WHAT THE TASK ASKS: Up to and including the line with "Root configuration structure.", please set down the entries below exactly, starting from the first line.

DATA FOR REVIEW:
:::
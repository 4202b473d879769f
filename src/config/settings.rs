//! Configuration settings for Coursemate.

use serde::{Deserialize, Serialize};
use std::path::PathBuf;
use std::time::Duration;
use tracing::warn;

/// Root configuration structure.
#[derive(Debug, Clone, Serialize, Deserialize)]
#[serde(default)]
#[derive(Default)]
pub struct Settings {
    pub general: GeneralSettings,
    pub provider: ProviderSettings,
    pub tools: ToolSettings,
    pub conversation: ConversationSettings,
    pub prompts: PromptSettings,
}

/// General application settings.
#[derive(Debug, Clone, Serialize, Deserialize)]
#[serde(default)]
pub struct GeneralSettings {
    /// Path to the course catalog JSON file.
    pub catalog_path: String,
    /// Log level (trace, debug, info, warn, error).
    pub log_level: String,
}

impl Default for GeneralSettings {
    fn default() -> Self {
        Self {
            catalog_path: "~/.coursemate/catalog.json".to_string(),
            log_level: "warn".to_string(),
        }
    }
}

/// Which configured model endpoint answers requests.
#[derive(Debug, Clone, Copy, Serialize, Deserialize, Default, PartialEq, Eq)]
#[serde(rename_all = "lowercase")]
pub enum ProviderKind {
    /// Anthropic models behind an OpenAI-compatible proxy.
    #[default]
    Anthropic,
    /// OpenAI or any OpenAI-compatible local model.
    OpenAI,
}

impl std::str::FromStr for ProviderKind {
    type Err = String;

    fn from_str(s: &str) -> std::result::Result<Self, Self::Err> {
        match s.to_lowercase().as_str() {
            "anthropic" | "claude" => Ok(ProviderKind::Anthropic),
            "openai" => Ok(ProviderKind::OpenAI),
            _ => Err(format!("Unknown model provider: {}", s)),
        }
    }
}

impl std::fmt::Display for ProviderKind {
    fn fmt(&self, f: &mut std::fmt::Formatter<'_>) -> std::fmt::Result {
        match self {
            ProviderKind::Anthropic => write!(f, "anthropic"),
            ProviderKind::OpenAI => write!(f, "openai"),
        }
    }
}

/// Connection settings for one model endpoint.
#[derive(Debug, Clone, Serialize, Deserialize)]
#[serde(default)]
pub struct EndpointSettings {
    /// Base URL of the OpenAI-compatible API.
    pub base_url: String,
    /// Model identifier sent with each request.
    pub model: String,
    /// API key. Falls back to the endpoint's environment variable when unset.
    pub api_key: Option<String>,
    /// Per-call timeout in seconds.
    pub timeout_seconds: f64,
    /// Answer straight from tool output instead of a synthesis call.
    pub skip_synthesis: bool,
}

impl EndpointSettings {
    fn with_defaults(model: &str, timeout_seconds: f64) -> Self {
        Self {
            base_url: "http://localhost:4000".to_string(),
            model: model.to_string(),
            api_key: None,
            timeout_seconds,
            skip_synthesis: false,
        }
    }

    /// Per-call timeout as a duration. Non-positive values fall back to 5 minutes.
    pub fn timeout(&self) -> Duration {
        if self.timeout_seconds.is_finite() && self.timeout_seconds > 0.0 {
            Duration::from_secs_f64(self.timeout_seconds)
        } else {
            Duration::from_secs(300)
        }
    }
}

impl Default for EndpointSettings {
    fn default() -> Self {
        Self::with_defaults("gpt-4o-mini", 300.0)
    }
}

/// Model provider settings.
#[derive(Debug, Clone, Serialize, Deserialize)]
#[serde(default)]
pub struct ProviderSettings {
    /// Provider used for requests.
    pub active: ProviderKind,
    pub anthropic: EndpointSettings,
    pub openai: EndpointSettings,
}

impl Default for ProviderSettings {
    fn default() -> Self {
        Self {
            active: ProviderKind::Anthropic,
            anthropic: EndpointSettings::with_defaults("anthropic/claude-sonnet-4-20250514", 300.0),
            openai: EndpointSettings::with_defaults("qwen3-4b", 900.0),
        }
    }
}

impl ProviderSettings {
    /// Settings of the active endpoint.
    pub fn endpoint(&self) -> &EndpointSettings {
        match self.active {
            ProviderKind::Anthropic => &self.anthropic,
            ProviderKind::OpenAI => &self.openai,
        }
    }

    /// API key for the active endpoint, from config or environment.
    pub fn api_key(&self) -> String {
        let env_var = match self.active {
            ProviderKind::Anthropic => "ANTHROPIC_API_KEY",
            ProviderKind::OpenAI => "OPENAI_API_KEY",
        };
        self.endpoint()
            .api_key
            .clone()
            .filter(|k| !k.is_empty())
            .or_else(|| std::env::var(env_var).ok())
            .unwrap_or_default()
    }
}

/// Tool-calling settings.
#[derive(Debug, Clone, Serialize, Deserialize)]
#[serde(default)]
pub struct ToolSettings {
    /// Maximum tool rounds per request.
    pub max_rounds: usize,
    /// Enable multi-round tool calling. Disabled means one round plus one answer call.
    pub sequential: bool,
    /// Assemble an answer from raw tool output when synthesis fails.
    pub synthesis_fallback: bool,
    /// Maximum search hits per tool call.
    pub max_results: usize,
    /// Per-tool execution timeout in seconds.
    pub timeout_seconds: u64,
}

impl Default for ToolSettings {
    fn default() -> Self {
        Self {
            max_rounds: 2,
            sequential: true,
            synthesis_fallback: true,
            max_results: 5,
            timeout_seconds: 30,
        }
    }
}

impl ToolSettings {
    /// Round ceiling, never below one.
    pub fn max_rounds(&self) -> usize {
        self.max_rounds.max(1)
    }

    pub fn timeout(&self) -> Duration {
        Duration::from_secs(self.timeout_seconds.max(1))
    }
}

/// Conversation memory settings.
#[derive(Debug, Clone, Serialize, Deserialize)]
#[serde(default)]
pub struct ConversationSettings {
    /// Number of previous exchanges passed back to the model.
    pub max_history: usize,
}

impl Default for ConversationSettings {
    fn default() -> Self {
        Self { max_history: 2 }
    }
}

/// Prompt customization settings.
#[derive(Debug, Clone, Serialize, Deserialize)]
#[serde(default)]
#[derive(Default)]
pub struct PromptSettings {
    /// Directory for custom prompts (overrides defaults).
    pub custom_dir: Option<String>,
    /// Custom variables available in all prompts as {{variable_name}}.
    pub variables: std::collections::HashMap<String, String>,
}

impl Settings {
    /// Load settings from the default configuration file.
    pub fn load() -> crate::error::Result<Self> {
        Self::load_from(None)
    }

    /// Load settings from a specific path, or default location if None.
    ///
    /// Environment overrides are applied on top of the file.
    pub fn load_from(path: Option<&PathBuf>) -> crate::error::Result<Self> {
        let config_path = match path {
            Some(p) => p.clone(),
            None => Self::default_config_path(),
        };

        let mut settings = if config_path.exists() {
            let content = std::fs::read_to_string(&config_path)?;
            toml::from_str(&content)?
        } else {
            Settings::default()
        };

        settings.apply_overrides(|key| std::env::var(key).ok());
        Ok(settings)
    }

    /// Apply overrides looked up by environment variable name.
    pub fn apply_overrides<F>(&mut self, lookup: F)
    where
        F: Fn(&str) -> Option<String>,
    {
        if let Some(value) = lookup("MODEL_PROVIDER") {
            match value.parse() {
                Ok(kind) => self.provider.active = kind,
                Err(e) => warn!("Ignoring MODEL_PROVIDER: {}", e),
            }
        }
        if let Some(rounds) = lookup("MAX_TOOL_ROUNDS").and_then(|v| v.trim().parse().ok()) {
            self.tools.max_rounds = rounds;
        }
        if let Some(flag) = lookup("ENABLE_SEQUENTIAL_TOOLS") {
            self.tools.sequential = parse_flag(&flag);
        }
        if let Some(flag) = lookup("ENABLE_SYNTHESIS_FALLBACK") {
            self.tools.synthesis_fallback = parse_flag(&flag);
        }
        if let Some(flag) = lookup("SKIP_SYNTHESIS_FOR_ANTHROPIC") {
            self.provider.anthropic.skip_synthesis = parse_flag(&flag);
        }

        for (prefix, endpoint) in [
            ("OPENAI", &mut self.provider.openai),
            ("ANTHROPIC", &mut self.provider.anthropic),
        ] {
            if let Some(url) = lookup(&format!("{}_BASE_URL", prefix)) {
                endpoint.base_url = url;
            }
            if let Some(model) = lookup(&format!("{}_MODEL", prefix)) {
                endpoint.model = model;
            }
            if let Some(timeout) = lookup(&format!("{}_TIMEOUT", prefix)).and_then(|v| v.trim().parse().ok()) {
                endpoint.timeout_seconds = timeout;
            }
        }
    }

    /// Save settings to the default configuration file.
    pub fn save(&self) -> crate::error::Result<()> {
        self.save_to(&Self::default_config_path())
    }

    /// Save settings to a specific path.
    pub fn save_to(&self, path: &PathBuf) -> crate::error::Result<()> {
        if let Some(parent) = path.parent() {
            std::fs::create_dir_all(parent)?;
        }
        let content = toml::to_string_pretty(self)
            .map_err(|e| crate::error::CoursemateError::Config(e.to_string()))?;
        std::fs::write(path, content)?;
        Ok(())
    }

    /// Get the default configuration file path.
    pub fn default_config_path() -> PathBuf {
        dirs::config_dir()
            .unwrap_or_else(|| PathBuf::from("."))
            .join("coursemate")
            .join("config.toml")
    }

    /// Expand shell variables in paths (e.g., ~).
    pub fn expand_path(path: &str) -> PathBuf {
        PathBuf::from(shellexpand::tilde(path).to_string())
    }

    /// Get the expanded catalog path.
    pub fn catalog_path(&self) -> PathBuf {
        Self::expand_path(&self.general.catalog_path)
    }
}

fn parse_flag(value: &str) -> bool {
    value.trim().eq_ignore_ascii_case("true")
}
:::
RESULT:
repository 4202b473d879769f
filename src/config/settings.rs
//! Configuration settings for Coursemate.

use serde::{Deserialize, Serialize};
use std::path::PathBuf;
use std::time::Duration;
use tracing::warn;

/// Root configuration structure.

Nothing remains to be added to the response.